Crystallographic Studies on a Family of Cellular Lipophilic Transport Proteins: Refinement of P2 Myelin Protein and the Structure Determination and Refinement of Cellular Retinol-binding Protein in Complex with All-trans-retinol

Abstract

P2 myelin protein (P2) and cellular retinol binding protein (CRBP) are members of a family of cellular lipophilic transport proteins. P2 has been refined at a resolution of 2·7 Å, and CRBP has been solved by molecular replacement and refined to a resolution of 2·1 Å. The members of this family form a compact three-dimensional structure built up from ten anti-parallel strands that fold to form an orthogonal barrel containing the ligand.
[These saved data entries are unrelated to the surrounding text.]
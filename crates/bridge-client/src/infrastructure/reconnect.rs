//! Retry schedules for the realtime connection.
//!
//! The realtime supervisor asks its [`ReconnectPolicy`] how long to wait
//! before each retry.  A policy that returns `None` ends the retry loop and
//! leaves the client `Disconnected` until `start_connection` is called again.
//!
//! Attempts are numbered from 1 and reset after every connection that reached
//! the `Connected` state, so a long-lived connection that drops starts again
//! from the shortest delay.

use std::fmt;
use std::time::Duration;

/// Decides the delay before reconnect attempt `attempt` (1-based).
pub trait ReconnectPolicy: Send + Sync + fmt::Debug {
    /// Returns the delay before the attempt, or `None` to give up.
    fn next_delay(&self, attempt: u32) -> Option<Duration>;
}

/// Doubling delay capped at `max`, giving up after `max_attempts` retries.
///
/// With the defaults the delays are 1 s, 2 s, 4 s, 8 s, 16 s, then 30 s for
/// the remaining attempts.
#[derive(Debug, Clone, Copy, PartialEq, Eq)]
pub struct ExponentialBackoff {
    pub base: Duration,
    pub max: Duration,
    pub max_attempts: u32,
}

impl Default for ExponentialBackoff {
    fn default() -> Self {
        Self {
            base: Duration::from_secs(1),
            max: Duration::from_secs(30),
            max_attempts: 10,
        }
    }
}

impl ReconnectPolicy for ExponentialBackoff {
    fn next_delay(&self, attempt: u32) -> Option<Duration> {
        if attempt == 0 || attempt > self.max_attempts {
            return None;
        }
        // Cap the shift so the multiplication cannot overflow.
        let exponent = attempt.saturating_sub(1).min(16);
        let delay = self.base.saturating_mul(1u32 << exponent);
        Some(delay.min(self.max))
    }
}

/// Same delay before every attempt.  `max_attempts: None` retries forever.
#[derive(Debug, Clone, Copy, PartialEq, Eq)]
pub struct FixedDelay {
    pub delay: Duration,
    pub max_attempts: Option<u32>,
}

impl Default for FixedDelay {
    fn default() -> Self {
        Self {
            delay: Duration::from_secs(5),
            max_attempts: None,
        }
    }
}

impl ReconnectPolicy for FixedDelay {
    fn next_delay(&self, attempt: u32) -> Option<Duration> {
        match self.max_attempts {
            Some(max) if attempt > max => None,
            _ if attempt == 0 => None,
            _ => Some(self.delay),
        }
    }
}
//! Shared test doubles for the bridge-client integration tests.
//!
//! - [`StubHttpServer`] is a minimal HTTP/1.1 server on `127.0.0.1:0` that
//!   answers every request through a closure and records what it received.
//! - [`StubHub`] speaks the realtime hub protocol: it answers the negotiate
//!   POST, accepts the WebSocket upgrade, completes the JSON handshake, and
//!   then plays a per-connection script of hub records.
//!
//! Both run on the test's Tokio runtime and stop when the runtime shuts down.

#![allow(dead_code)]

use std::sync::atomic::{AtomicUsize, Ordering};
use std::sync::Arc;
use std::time::Duration;

use bridge_core::protocol::{encode_message, HubFrameReader, HubMessage};
use bridge_core::RealtimeEvent;
use futures_util::{SinkExt, StreamExt};
use parking_lot::Mutex;
use tokio::io::{AsyncReadExt, AsyncWriteExt};
use tokio::net::{TcpListener, TcpStream};
use tokio_tungstenite::tungstenite::handshake::server::{ErrorResponse, Request, Response};
use tokio_tungstenite::tungstenite::Message;

// ── HTTP stub ─────────────────────────────────────────────────────────────────

#[derive(Debug, Clone)]
pub struct RecordedRequest {
    pub method: String,
    pub path: String,
    pub headers: Vec<(String, String)>,
    pub body: String,
}

impl RecordedRequest {
    /// Case-insensitive header lookup.
    pub fn header(&self, name: &str) -> Option<&str> {
        self.headers
            .iter()
            .find(|(k, _)| k.eq_ignore_ascii_case(name))
            .map(|(_, v)| v.as_str())
    }
}

#[derive(Debug, Clone)]
pub struct StubResponse {
    pub status: u16,
    pub body: String,
}

impl StubResponse {
    pub fn json(status: u16, body: impl Into<String>) -> Self {
        Self {
            status,
            body: body.into(),
        }
    }

    pub fn empty(status: u16) -> Self {
        Self::json(status, "")
    }
}

type Handler = dyn Fn(&RecordedRequest) -> StubResponse + Send + Sync;

pub struct StubHttpServer {
    pub base_url: String,
    requests: Arc<Mutex<Vec<RecordedRequest>>>,
}

impl StubHttpServer {
    pub async fn start<F>(handler: F) -> Self
    where
        F: Fn(&RecordedRequest) -> StubResponse + Send + Sync + 'static,
    {
        let listener = TcpListener::bind("127.0.0.1:0").await.unwrap();
        let addr = listener.local_addr().unwrap();
        let requests = Arc::new(Mutex::new(Vec::new()));
        let handler: Arc<Handler> = Arc::new(handler);

        let recorded = Arc::clone(&requests);
        tokio::spawn(async move {
            while let Ok((stream, _)) = listener.accept().await {
                let handler = Arc::clone(&handler);
                let recorded = Arc::clone(&recorded);
                tokio::spawn(async move {
                    serve_http(stream, handler.as_ref(), &recorded).await;
                });
            }
        });

        Self {
            base_url: format!("http://{addr}"),
            requests,
        }
    }

    pub fn requests(&self) -> Vec<RecordedRequest> {
        self.requests.lock().clone()
    }

    /// Number of requests received for `path`.
    pub fn count(&self, path: &str) -> usize {
        self.requests.lock().iter().filter(|r| r.path == path).count()
    }
}

async fn serve_http(
    mut stream: TcpStream,
    handler: &Handler,
    recorded: &Mutex<Vec<RecordedRequest>>,
) {
    let Some(request) = read_http_request(&mut stream).await else {
        return;
    };
    recorded.lock().push(request.clone());
    let response = handler(&request);
    write_http_response(&mut stream, &response).await;
}

async fn read_http_request(stream: &mut TcpStream) -> Option<RecordedRequest> {
    let mut buf = Vec::new();
    let mut chunk = [0u8; 4096];

    let head_end = loop {
        if let Some(pos) = find(&buf, b"\r\n\r\n") {
            break pos;
        }
        let n = stream.read(&mut chunk).await.ok()?;
        if n == 0 {
            return None;
        }
        buf.extend_from_slice(&chunk[..n]);
    };

    let head = String::from_utf8_lossy(&buf[..head_end]).to_string();
    let mut lines = head.split("\r\n");
    let mut request_line = lines.next()?.split_whitespace();
    let method = request_line.next()?.to_string();
    let path = request_line.next()?.to_string();
    let headers: Vec<(String, String)> = lines
        .filter_map(|l| l.split_once(':'))
        .map(|(k, v)| (k.trim().to_string(), v.trim().to_string()))
        .collect();

    let content_length = headers
        .iter()
        .find(|(k, _)| k.eq_ignore_ascii_case("content-length"))
        .and_then(|(_, v)| v.parse::<usize>().ok())
        .unwrap_or(0);

    let body_start = head_end + 4;
    while buf.len() < body_start + content_length {
        let n = stream.read(&mut chunk).await.ok()?;
        if n == 0 {
            break;
        }
        buf.extend_from_slice(&chunk[..n]);
    }
    let body_end = (body_start + content_length).min(buf.len());
    let body = String::from_utf8_lossy(&buf[body_start..body_end]).to_string();

    Some(RecordedRequest {
        method,
        path,
        headers,
        body,
    })
}

async fn write_http_response(stream: &mut TcpStream, response: &StubResponse) {
    let raw = format!(
        "HTTP/1.1 {} Stub\r\nContent-Type: application/json\r\nContent-Length: {}\r\nConnection: close\r\n\r\n{}",
        response.status,
        response.body.len(),
        response.body
    );
    let _ = stream.write_all(raw.as_bytes()).await;
    let _ = stream.shutdown().await;
}

fn find(haystack: &[u8], needle: &[u8]) -> Option<usize> {
    haystack.windows(needle.len()).position(|w| w == needle)
}

// ── Realtime hub stub ─────────────────────────────────────────────────────────

/// What the hub does on one connection after the handshake.
#[derive(Debug, Clone, Default)]
pub struct HubScript {
    /// Raw text frames, each holding one or more records.
    pub frames: Vec<String>,
    /// Drop the socket after sending `frames` instead of waiting for the
    /// client to leave.
    pub hang_up: bool,
}

impl HubScript {
    pub fn send(frames: Vec<String>) -> Self {
        Self {
            frames,
            hang_up: false,
        }
    }

    pub fn then_hang_up(mut self) -> Self {
        self.hang_up = true;
        self
    }
}

pub struct StubHub {
    pub base_url: String,
    connections: Arc<AtomicUsize>,
    negotiations: Arc<AtomicUsize>,
    /// Query string of each WebSocket upgrade request, in order.
    upgrade_queries: Arc<Mutex<Vec<Option<String>>>>,
    /// Number of client close frames received.
    client_closes: Arc<AtomicUsize>,
}

/// Token handed out by the stub's negotiate endpoint.
pub const STUB_CONNECTION_TOKEN: &str = "stub-token-1";

impl StubHub {
    /// Starts the hub.  Connection `n` plays `scripts[n]`; connections past
    /// the end replay the last script.
    pub async fn start(scripts: Vec<HubScript>) -> Self {
        let listener = TcpListener::bind("127.0.0.1:0").await.unwrap();
        let addr = listener.local_addr().unwrap();
        let hub = Self {
            base_url: format!("http://{addr}"),
            connections: Arc::new(AtomicUsize::new(0)),
            negotiations: Arc::new(AtomicUsize::new(0)),
            upgrade_queries: Arc::new(Mutex::new(Vec::new())),
            client_closes: Arc::new(AtomicUsize::new(0)),
        };

        let scripts = Arc::new(scripts);
        let connections = Arc::clone(&hub.connections);
        let negotiations = Arc::clone(&hub.negotiations);
        let queries = Arc::clone(&hub.upgrade_queries);
        let closes = Arc::clone(&hub.client_closes);

        tokio::spawn(async move {
            while let Ok((mut stream, _)) = listener.accept().await {
                let mut peek = [0u8; 4];
                if stream.peek(&mut peek).await.is_err() {
                    continue;
                }
                if &peek == b"POST" {
                    negotiations.fetch_add(1, Ordering::SeqCst);
                    tokio::spawn(async move {
                        let _ = read_http_request(&mut stream).await;
                        let body = format!(
                            r#"{{"negotiateVersion":1,"connectionId":"stub-id","connectionToken":"{STUB_CONNECTION_TOKEN}","availableTransports":[{{"transport":"WebSockets","transferFormats":["Text"]}}]}}"#
                        );
                        write_http_response(&mut stream, &StubResponse::json(200, body)).await;
                    });
                    continue;
                }

                let index = connections.fetch_add(1, Ordering::SeqCst);
                let script = scripts
                    .get(index)
                    .or_else(|| scripts.last())
                    .cloned()
                    .unwrap_or_default();
                let queries = Arc::clone(&queries);
                let closes = Arc::clone(&closes);
                tokio::spawn(async move {
                    serve_hub(stream, script, queries, closes).await;
                });
            }
        });

        hub
    }

    pub fn connections(&self) -> usize {
        self.connections.load(Ordering::SeqCst)
    }

    pub fn negotiations(&self) -> usize {
        self.negotiations.load(Ordering::SeqCst)
    }

    pub fn upgrade_queries(&self) -> Vec<Option<String>> {
        self.upgrade_queries.lock().clone()
    }

    pub fn client_closes(&self) -> usize {
        self.client_closes.load(Ordering::SeqCst)
    }
}

async fn serve_hub(
    stream: TcpStream,
    script: HubScript,
    queries: Arc<Mutex<Vec<Option<String>>>>,
    closes: Arc<AtomicUsize>,
) {
    let callback = move |req: &Request, resp: Response| {
        queries.lock().push(req.uri().query().map(str::to_string));
        Ok::<Response, ErrorResponse>(resp)
    };
    let Ok(mut ws) = tokio_tungstenite::accept_hdr_async(stream, callback).await else {
        return;
    };

    // Handshake: wait for the client's protocol record, then acknowledge.
    let mut reader = HubFrameReader::new();
    loop {
        if reader.next_record().is_some() {
            break;
        }
        match ws.next().await {
            Some(Ok(Message::Text(text))) => reader.feed(&text),
            _ => return,
        }
    }
    if ws.send(Message::Text("{}\u{1e}".to_string())).await.is_err() {
        return;
    }

    for frame in script.frames {
        if ws.send(Message::Text(frame)).await.is_err() {
            return;
        }
    }

    if script.hang_up {
        return;
    }

    while let Some(Ok(message)) = ws.next().await {
        if let Message::Close(_) = message {
            closes.fetch_add(1, Ordering::SeqCst);
            break;
        }
    }
}

// ── Record helpers ────────────────────────────────────────────────────────────

/// One invocation record carrying `event`.
pub fn event_record(event: &RealtimeEvent) -> String {
    encode_message(&HubMessage::Invocation {
        invocation_id: None,
        target: event.kind().wire_name().to_string(),
        arguments: event.to_arguments(),
    })
    .unwrap()
}

pub fn close_record(error: Option<&str>, allow_reconnect: bool) -> String {
    encode_message(&HubMessage::Close {
        error: error.map(str::to_string),
        allow_reconnect,
    })
    .unwrap()
}

/// Polls `condition` every 10 ms until it holds or `timeout` passes.
pub async fn wait_until<F>(timeout: Duration, mut condition: F) -> bool
where
    F: FnMut() -> bool,
{
    let deadline = tokio::time::Instant::now() + timeout;
    loop {
        if condition() {
            return true;
        }
        if tokio::time::Instant::now() >= deadline {
            return false;
        }
        tokio::time::sleep(Duration::from_millis(10)).await;
    }
}
//! Scanner panel of the dashboard.
//!
//! Besides polling `/scanner/status` like the printer panel, the scanner
//! panel listens to the realtime hub.  The bridge pushes one event per
//! scanned item, and the panel prepends a line for each to its scan log:
//!
//! | Event                  | Log line                                         | Status                    |
//! |------------------------|--------------------------------------------------|---------------------------|
//! | `SINGLE_SCAN_RESULT`   | `[Single scan] {content}`                        | "Single scan completed."  |
//! | `BATCH_SCAN_PROGRESS`  | `[Batch {currentPage}/{totalPages}] {content}`   | unchanged                 |
//! | `BATCH_SCAN_COMPLETED` | `Batch scan completed: {totalScans} pages in total.` | "Batch scan completed." |
//!
//! The handlers run on the realtime client's task, so the log and status
//! live behind a mutex shared with the panel.  The three [`Subscription`]
//! guards unregister the handlers when the panel is dropped.

use std::sync::Arc;
use std::time::Duration;

use bridge_core::{EventKind, Readiness, ReadinessBadge, RealtimeEvent, ScanLog, SessionToken};
use parking_lot::Mutex;
use tokio::sync::watch;
use tracing::{debug, info, warn};

use crate::application::ports::{RealtimeHub, ScannerApi, Subscription};
use crate::application::readiness::{spawn_readiness_poll, wait_for_first_poll};
use crate::infrastructure::poller::PollingTask;

pub const SCANNER_NOT_READY: &str = "The scanner is not ready.";
pub const REQUESTING_SCAN: &str = "Requesting scan…";
pub const SCAN_COMPLETED: &str = "Scan request completed.";
pub const SINGLE_SCAN_DONE: &str = "Single scan completed.";
pub const BATCH_SCAN_DONE: &str = "Batch scan completed.";

/// What the scanner view renders.
#[derive(Debug, Clone, PartialEq, Eq)]
pub struct ScannerSnapshot {
    pub readiness: Readiness,
    pub badge: ReadinessBadge,
    /// Newest first.
    pub log: Vec<String>,
    pub status: Option<String>,
}

#[derive(Debug)]
struct ScannerState {
    log: ScanLog,
    status: Option<String>,
}

impl ScannerState {
    fn apply(&mut self, event: &RealtimeEvent) {
        self.log.record(event);
        match event {
            RealtimeEvent::SingleScanResult(_) => self.status = Some(SINGLE_SCAN_DONE.to_string()),
            RealtimeEvent::BatchScanCompleted(_) => self.status = Some(BATCH_SCAN_DONE.to_string()),
            RealtimeEvent::BatchScanProgress(_) => {}
        }
    }
}

pub struct ScannerPanel {
    api: Arc<dyn ScannerApi>,
    token: SessionToken,
    readiness: watch::Receiver<Readiness>,
    state: Arc<Mutex<ScannerState>>,
    _subscriptions: Vec<Subscription>,
    poll: PollingTask,
}

impl ScannerPanel {
    /// Mounts the panel: subscribes to the scan events on `hub` and starts
    /// polling `/scanner/status`.
    ///
    /// `scan_log_capacity` of `None` keeps every line.  Must be called from
    /// within a Tokio runtime.
    pub fn mount(
        api: Arc<dyn ScannerApi>,
        hub: Arc<dyn RealtimeHub>,
        token: SessionToken,
        poll_interval: Duration,
        scan_log_capacity: Option<usize>,
    ) -> Self {
        let state = Arc::new(Mutex::new(ScannerState {
            log: ScanLog::with_capacity(scan_log_capacity),
            status: None,
        }));

        let subscriptions: Vec<Subscription> = EventKind::ALL
            .into_iter()
            .map(|kind| {
                let state = Arc::clone(&state);
                Subscription::register(
                    Arc::clone(&hub),
                    kind,
                    Arc::new(move |event: &RealtimeEvent| {
                        debug!(event = %event.kind(), "scan event received");
                        state.lock().apply(event);
                    }),
                )
            })
            .collect();

        let poll_api = Arc::clone(&api);
        let poll_token = token.clone();
        let (poll, readiness) =
            spawn_readiness_poll("scanner-status", poll_interval, move || {
                let api = Arc::clone(&poll_api);
                let token = poll_token.clone();
                async move { api.scanner_status(&token).await }
            });

        Self {
            api,
            token,
            readiness,
            state,
            _subscriptions: subscriptions,
            poll,
        }
    }

    pub fn readiness(&self) -> Readiness {
        *self.readiness.borrow()
    }

    pub fn subscribe(&self) -> watch::Receiver<Readiness> {
        self.readiness.clone()
    }

    /// Waits until the first status poll has completed.
    pub async fn wait_for_status(&self) -> Readiness {
        wait_for_first_poll(self.readiness.clone()).await
    }

    pub fn status(&self) -> Option<String> {
        self.state.lock().status.clone()
    }

    /// Scan log lines, newest first.
    pub fn log(&self) -> Vec<String> {
        self.state.lock().log.to_vec()
    }

    /// Asks the bridge to start a scan.  Results arrive as realtime events.
    ///
    /// Returns whether the bridge accepted the request; the status message
    /// says why when it did not.
    pub async fn scan(&self) -> bool {
        if !self.readiness().is_ready() {
            self.set_status(SCANNER_NOT_READY);
            return false;
        }

        self.set_status(REQUESTING_SCAN);
        let (accepted, status) = match self.api.scan(&self.token).await {
            Ok(response) => {
                info!("scan request accepted");
                let message = response
                    .message
                    .filter(|m| !m.trim().is_empty())
                    .unwrap_or_else(|| SCAN_COMPLETED.to_string());
                (true, message)
            }
            Err(e) => {
                warn!(error = %e, "scan request failed");
                (false, e.user_message())
            }
        };
        self.set_status(status);
        accepted
    }

    pub fn is_polling(&self) -> bool {
        !self.poll.is_cancelled()
    }

    pub fn snapshot(&self) -> ScannerSnapshot {
        let readiness = self.readiness();
        let state = self.state.lock();
        ScannerSnapshot {
            readiness,
            badge: readiness.badge(),
            log: state.log.to_vec(),
            status: state.status.clone(),
        }
    }

    fn set_status(&self, status: impl Into<String>) {
        self.state.lock().status = Some(status.into());
    }
}

impl std::fmt::Debug for ScannerPanel {
    fn fmt(&self, f: &mut std::fmt::Formatter<'_>) -> std::fmt::Result {
        f.debug_struct("ScannerPanel")
            .field("readiness", &self.readiness())
            .field("log_len", &self.state.lock().log.len())
            .finish_non_exhaustive()
    }
}

// ── Tests ─────────────────────────────────────────────────────────────────────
In P2, the carboxylate group of an oleic acid ligand interacts with the side-chains of two arginine (106 and 126), and one tyrosine (128) residues. The ligand adopts a U-shaped conformation. In CRBP, the all-trans-retinol has a planar conformation with its alcohol group hydrogen bonding to the side-chain of glutamine 108 (equivalent to residue 106 in P2). The local interactions of glutamine 108 explain CRBP's preference for binding retinol rather than retinal. The side-chain of lysine 40 makes a close contact with the isoprene tail of the retinol.